Ao fundo das fotos, o Paço Episcopal.

Em 1953 a Capela foi reconstruída no local actual na Rua do Sol, próximo da antiga Porta ou Postigo do Sol, aberto nas Muralhas Fernandinas. É Monumento Nacional desde 1927.
Possui um conjunto retabular executado entre 1590 e 1600 por Francisco Correia e seus colaboradores. Para os apreciadores de arte, é pena não se encontrar regularmente aberto este edifício.

As casas foram sendo demolidas no Terreiro. O Paço Episcopal, talvez o edifício mais monumental da Cidade, é pelo menos em grande parte da autoria de Nasoni. Foi construído totalmente após a demolição do anterior.
É uma pena não ser visitável. Disse-me um funcionário que também acha o mesmo, pois sempre falaria com as pessoas, não se cansava tanto por estar horas a fio parado, a olhar os turistas que por ali andam e se sentiria útil.
Mas como nem tudo é mau, podemos fazer uma visita virtual ao Paço através de:
http://www.diocese-porto.pt/visitavirtual/

O novo Terreiro, de costas para o Paço. É uma pena aquele mamarracho lá ao fundo.

A Torre Medieval ou Torre da Cidade, é uma casa-torre medieval que estava escondida entre o casario. Eram por aqui também os antigos açougues do Bispo. Após as demolições foi reconstituída deslocada 15 metros do local original. Albergou o Arquivo Histórico da Cidade e também um centro social depois de Abril de 1974. O Largo agora chama-se de D. Pedro Pitões, antigo Bispo do Porto
Foi-lhe acrescentada uma varanda gótica, mas francamente não sei qual é pois conheço duas que me parecem iguais. Nas costas construíram-se uns arcos, presumo para relembrar a antiga Porta de S. Sebastião.
Relendo este texto em 3.Set.2016, resolvi acrescentar que os arcos serão os da antiga Porta de Vandoma. Foi escrito numa crónica em Agosto no Jornal de Notícias do prof. Germano Silva.

Os açougues do Bispo estiveram aqui até ao séc. XIX, não os primitivos do séc. XIII que estavam na Rua de Penaventosa, chamada na altura de Palhais. Os últimos ostentaram sobre a porta uma pedra vulgarmente chamada Pedra do Porto e posteriormente apenas o Porto.
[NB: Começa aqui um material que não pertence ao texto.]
//! Column descriptors and the closed editor strategy table
//!
//! Every column has a `ColumnKind`. The kind decides the editor, the filter
//! value type, how raw editor input is normalized and how a value is shown.
//! There is no open-ended dispatch: adding a kind means extending the match
//! arms below.

use indexmap::IndexMap;
use serde::{Deserialize, Serialize};
use std::fmt;
use std::sync::Arc;

use crate::capability::{AddNewHandler, OptionItem, OptionSource};
use crate::error::{GridError, GridResult};
use crate::filter_types::ValueType;
use crate::types::{Value, parse_date};

/// Column type
#[derive(Debug, Clone, Copy, PartialEq, Eq, Hash, Default, Serialize, Deserialize)]
#[serde(rename_all = "snake_case")]
pub enum ColumnKind {
    #[default]
    Text,
    Integer,
    Date,
    /// Status value rendered with a color from the column's status map
    Badge,
    Link,
    Select,
    MultiSelect,
    /// Select whose options are fetched page by page
    LazySelect,
    LazyMultiSelect,
    EditableText,
    /// Button column, never holds data
    Action,
    /// Two dates stored as a `[from, to]` array
    DateRange,
}

/// Editor strategy used for a cell
#[derive(Debug, Clone, Copy, PartialEq, Eq, Hash)]
pub enum EditorKind {
    ReadOnly,
    TextInput,
    NumberInput,
    DatePicker,
    DateRangePicker,
    Dropdown,
    MultiDropdown,
    LazyDropdown,
    LazyMultiDropdown,
}

impl EditorKind {
    pub fn is_dropdown(&self) -> bool {
        matches!(
            self,
            Self::Dropdown | Self::MultiDropdown | Self::LazyDropdown | Self::LazyMultiDropdown
        )
    }
}

impl ColumnKind {
    /// Editor used when the column is editable
    pub fn editor(&self) -> EditorKind {
        match self {
            Self::Text | Self::EditableText => EditorKind::TextInput,
            Self::Integer => EditorKind::NumberInput,
            Self::Date => EditorKind::DatePicker,
            Self::DateRange => EditorKind::DateRangePicker,
            Self::Badge | Self::Select => EditorKind::Dropdown,
            Self::MultiSelect => EditorKind::MultiDropdown,
            Self::LazySelect => EditorKind::LazyDropdown,
            Self::LazyMultiSelect => EditorKind::LazyMultiDropdown,
            Self::Link | Self::Action => EditorKind::ReadOnly,
        }
    }

    /// Filter value type for this kind
    pub fn value_type(&self) -> ValueType {
        match self {
            Self::Text | Self::EditableText | Self::Link | Self::Action => ValueType::Text,
            Self::Integer => ValueType::Number,
            Self::Date => ValueType::Date,
            Self::DateRange => ValueType::DateRange,
            Self::Badge | Self::Select | Self::LazySelect => ValueType::Select,
            Self::MultiSelect | Self::LazyMultiSelect => ValueType::MultiSelect,
        }
    }

    pub fn is_multi(&self) -> bool {
        matches!(self, Self::MultiSelect | Self::LazyMultiSelect)
    }

    pub fn is_lazy(&self) -> bool {
        matches!(self, Self::LazySelect | Self::LazyMultiSelect)
    }

    /// Normalize raw editor input into the stored representation
    pub fn normalize(&self, raw: Value) -> GridResult<Value> {
        match self {
            Self::Integer => normalize_number(raw),
            Self::Text | Self::EditableText | Self::Link | Self::Badge => Ok(match raw {
                Value::Null => Value::String(String::new()),
                Value::String(s) => Value::String(s),
                other => Value::String(other.to_string()),
            }),
            Self::Date => normalize_date(raw),
            Self::DateRange => match raw {
                Value::Null => Ok(Value::Null),
                Value::Array(items) if items.len() == 2 => {
                    let mut normalized = Vec::with_capacity(2);
                    for item in items {
                        normalized.push(normalize_date(item)?);
                    }
                    Ok(Value::Array(normalized))
                }
                other => Err(GridError::InvalidValue(format!(
                    "date range needs two dates, got '{}'",
                    other
                ))),
            },
            Self::Select | Self::LazySelect => Ok(if raw.is_empty() { Value::Null } else { raw }),
            Self::MultiSelect | Self::LazyMultiSelect => Ok(match raw {
                Value::Null => Value::Array(Vec::new()),
                Value::Array(items) => {
                    Value::Array(items.into_iter().filter(|v| !v.is_empty()).collect())
                }
                single if single.is_empty() => Value::Array(Vec::new()),
                single => Value::Array(vec![single]),
            }),
            Self::Action => Ok(raw),
        }
    }

    pub fn all() -> &'static [ColumnKind] {
        &[
            Self::Text,
            Self::Integer,
            Self::Date,
            Self::Badge,
            Self::Link,
            Self::Select,
            Self::MultiSelect,
            Self::LazySelect,
            Self::LazyMultiSelect,
            Self::EditableText,
            Self::Action,
            Self::DateRange,
        ]
    }
}

fn normalize_number(raw: Value) -> GridResult<Value> {
    match raw {
        Value::Null => Ok(Value::Null),
        Value::Int(v) => Ok(Value::Int(v)),
        Value::Float(v) => Ok(Value::Float(v)),
        Value::String(s) => {
            let trimmed = s.trim();
            if trimmed.is_empty() {
                return Ok(Value::Null);
            }
            if let Ok(v) = trimmed.parse::<i64>() {
                return Ok(Value::Int(v));
            }
            trimmed
                .parse::<f64>()
                .map(Value::Float)
                .map_err(|_| GridError::InvalidValue(format!("'{}' is not a number", trimmed)))
        }
        other => Err(GridError::InvalidValue(format!(
            "'{}' is not a number",
            other
        ))),
    }
}

fn normalize_date(raw: Value) -> GridResult<Value> {
    if raw.is_empty() {
        return Ok(Value::Null);
    }
    match &raw {
        Value::Date(d) => Ok(Value::String(d.format("%Y-%m-%d").to_string())),
        Value::DateTime(dt) => Ok(Value::String(dt.format("%Y-%m-%d").to_string())),
        Value::String(s) => parse_date(s)
            .map(|d| Value::String(d.format("%Y-%m-%d").to_string()))
            .ok_or_else(|| GridError::InvalidValue(format!("'{}' is not a date", s))),
        other => Err(GridError::InvalidValue(format!("'{}' is not a date", other))),
    }
}

/// Declarative description of one grid column
#[derive(Clone)]
pub struct ColumnDescriptor {
    pub key: String,
    pub label: String,
    pub kind: ColumnKind,
    pub sortable: bool,
    pub filterable: bool,
    pub editable: bool,
    /// Mandatory columns can never be hidden
    pub mandatory: bool,
    pub required: bool,
    pub groupable: bool,
    pub width: Option<f32>,
    pub max_length: Option<usize>,
    /// Status value to color, for badge columns
    pub status_colors: IndexMap<String, String>,
    pub options: Vec<OptionItem>,
    pub option_source: Option<Arc<dyn OptionSource>>,
    pub add_new: Option<Arc<dyn AddNewHandler>>,
    /// Sibling columns that scope this column's options
    pub depends_on: Vec<String>,
}

impl ColumnDescriptor {
    pub fn new(key: impl Into<String>, label: impl Into<String>, kind: ColumnKind) -> Self {
        Self {
            key: key.into(),
            label: label.into(),
            kind,
            sortable: !matches!(kind, ColumnKind::Action),
            filterable: !matches!(kind, ColumnKind::Action),
            editable: matches!(kind, ColumnKind::EditableText),
            mandatory: false,
            required: false,
            groupable: false,
            width: None,
            max_length: None,
            status_colors: IndexMap::new(),
            options: Vec::new(),
            option_source: None,
            add_new: None,
            depends_on: Vec::new(),
        }
    }

    pub fn text(key: impl Into<String>, label: impl Into<String>) -> Self {
        Self::new(key, label, ColumnKind::Text)
    }

    pub fn integer(key: impl Into<String>, label: impl Into<String>) -> Self {
        Self::new(key, label, ColumnKind::Integer)
    }

    pub fn date(key: impl Into<String>, label: impl Into<String>) -> Self {
        Self::new(key, label, ColumnKind::Date)
    }

    pub fn select(key: impl Into<String>, label: impl Into<String>, options: Vec<OptionItem>) -> Self {
        Self::new(key, label, ColumnKind::Select).with_options(options)
    }

    pub fn sortable(mut self, sortable: bool) -> Self {
        self.sortable = sortable;
        self
    }

    pub fn filterable(mut self, filterable: bool) -> Self {
        self.filterable = filterable;
        self
    }

    pub fn editable(mut self, editable: bool) -> Self {
        self.editable = editable;
        self
    }

    pub fn mandatory(mut self) -> Self {
        self.mandatory = true;
        self
    }

    pub fn required(mut self) -> Self {
        self.required = true;
        self
    }

    pub fn groupable(mut self) -> Self {
        self.groupable = true;
        self
    }

    pub fn with_width(mut self, width: f32) -> Self {
        self.width = Some(width);
        self
    }

    pub fn with_max_length(mut self, max_length: usize) -> Self {
        self.max_length = Some(max_length);
        self
    }

    pub fn with_status_color(mut self, status: impl Into<String>, color: impl Into<String>) -> Self {
        self.status_colors.insert(status.into(), color.into());
        self
    }

    pub fn with_options(mut self, options: Vec<OptionItem>) -> Self {
        self.options = options;
        self
    }

    pub fn with_option_source(mut self, source: Arc<dyn OptionSource>) -> Self {
        self.option_source = Some(source);
        self
    }

    pub fn with_add_new(mut self, handler: Arc<dyn AddNewHandler>) -> Self {
        self.add_new = Some(handler);
        self
    }

    pub fn depends_on(mut self, field: impl Into<String>) -> Self {
        self.depends_on.push(field.into());
        self
    }

    /// Editor actually used for cells of this column
    pub fn editor(&self) -> EditorKind {
        if self.editable {
            self.kind.editor()
        } else {
            EditorKind::ReadOnly
        }
    }

    pub fn value_type(&self) -> ValueType {
        self.kind.value_type()
    }

    /// Label of the static option whose value equals `value`
    pub fn option_label(&self, value: &Value) -> Option<&str> {
        self.options
            .iter()
            .find(|o| &o.value == value)
            .map(|o| o.label.as_str())
    }

    /// Text shown for `value` in this column
    pub fn display(&self, value: &Value) -> String {
        if self.options.is_empty() {
            return value.to_string();
        }
        match value {
            Value::Array(items) => items
                .iter()
                .map(|v| self.option_label(v).map(str::to_string).unwrap_or_else(|| v.to_string()))
                .collect::<Vec<_>>()
                .join(", "),
            other => self
                .option_label(other)
                .map(str::to_string)
                .unwrap_or_else(|| other.to_string()),
        }
    }

    /// Color for a badge value, if configured
    pub fn status_color(&self, value: &Value) -> Option<&str> {
        self.status_colors.get(&value.to_string()).map(|s| s.as_str())
    }
}

impl fmt::Debug for ColumnDescriptor {
    fn fmt(&self, f: &mut fmt::Formatter<'_>) -> fmt::Result {
        f.debug_struct("ColumnDescriptor")
            .field("key", &self.key)
            .field("label", &self.label)
            .field("kind", &self.kind)
            .field("sortable", &self.sortable)
            .field("filterable", &self.filterable)
            .field("editable", &self.editable)
            .field("mandatory", &self.mandatory)
            .field("groupable", &self.groupable)
            .field("options", &self.options.len())
            .field("option_source", &self.option_source.is_some())
            .field("add_new", &self.add_new.is_some())
            .field("depends_on", &self.depends_on)
            .finish_non_exhaustive()
    }
}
Anteriormente, em 1293, esteve numa das casas do Cabido na Rua das Eiras - ou Chã das Eiras, hoje Rua Chã.

Não foram só a Calçada de Vandoma e o Largo da Sé, hoje Terreiro da Sé, que sofreram demolições. As ruas do velho burgo também as sentiram. Embora com muitas recuperações, principalmente a partir dos anos 80 do séc. XX com o programa Cruab e a elevação do Porto a Capital Europeia da Cultura, muito se fez nas zonas degradas, que as demolições dos anos 40/50 não cumpriram. Seguiu-se-lhe a Porto Vivo-SRU, que segundo conhecedores, mais parece uma coisa clandestina.
Junto à antiga Casa da Câmara ou dos 24, arrasaram-se todas as habitações. Ficaram as ruínas da medieval Casa. Hoje recuperadas, como simbolismo da democracia da Cidade no séc. XVI. Pena foi que o Arq. Fernando Távora não tenha pensado um projecto melhor para manter vivo este símbolo da Cidade. Mas já escrevi anteriormente sobre o que nós, portuenses, pensamos do seu projecto e da colocação do velho PORTO, que esteve encimando o edifício da antiga Câmara na actual Praça da Liberdade e que já foi de D. Pedro, Praça Nova e para nós, simplesmente A Praça.
Rectificando em 2016, a estátua do Porto encontra-se na Praça da Liberdade, no passeio junto ao Banco de Portugal.
No sopé do pequeno morro onde se encontram as ruínas da Câmara dos 24, esteve o chafariz da Rua Escura, mesmo encostado ao Oratório de S. Sebastião. Durante as demolições a que me venho referindo, foi transladado em 1940 para as costas do Muro que foi construído delimitando o Terreiro da Sé de uma cota mais baixa, intermédia ao Colégio e Igreja dos Grilos. Este chafariz do séc. XVII é uma das principais obras antes do impulso do Barroco e de grande utilidade no abastecimento de água à Cidade.
Fico impressionado como na pagina do Igespar leio que está na Rua de Pena Ventosa. Mas é Largo do Dr. Pedro Vitorino o nome do artéria onde se encontra. Para o caso, é mais um pormenor.
Por vezes dou-me ao capricho de reparar nos cicerones que arrebanham os turistas. Enfiam-do-os na Sé, não se dão ao trabalho de os fazer apreciar o Chafariz de S. Miguel, nem a Galilé, nem o Paço Episcopal - infelizmente só a frontaria - , nem o Chafariz da Rua Escura e nem, ai como doi, os miradouros sobre a Cidade Medieval e a Igreja dos Grilos e o Museu de Arte Sacra. Já não referindo a Casa-Museu Guerra Junqueiro, por detrás da Sé de quem vem do Arqueossítio.
 
Não sei a idade nem quando surgiu o antigo Mercado da Rua Escura. Era assim conhecido, embora as bancas se estendessem também por S. Sebastião e outras Ruas. Lembro de uma velha familiar querida vir aqui comprar peixe. Pescada principalmente, porque confiava nas vendedeiras, logo na qualidade e frescura do produto, embora o regateio do preço fosse obrigatório. Temos hoje o mercado de S. Sebastião em edifício próprio.
O Terreiro da Sé visto do Interior da Catedral ou da Casa do Cabido, já não me lembro. O Pelourinho de estilo Manuelino é apenas de 1945, construído para alindar o espaço. E sem dúvida que consegue.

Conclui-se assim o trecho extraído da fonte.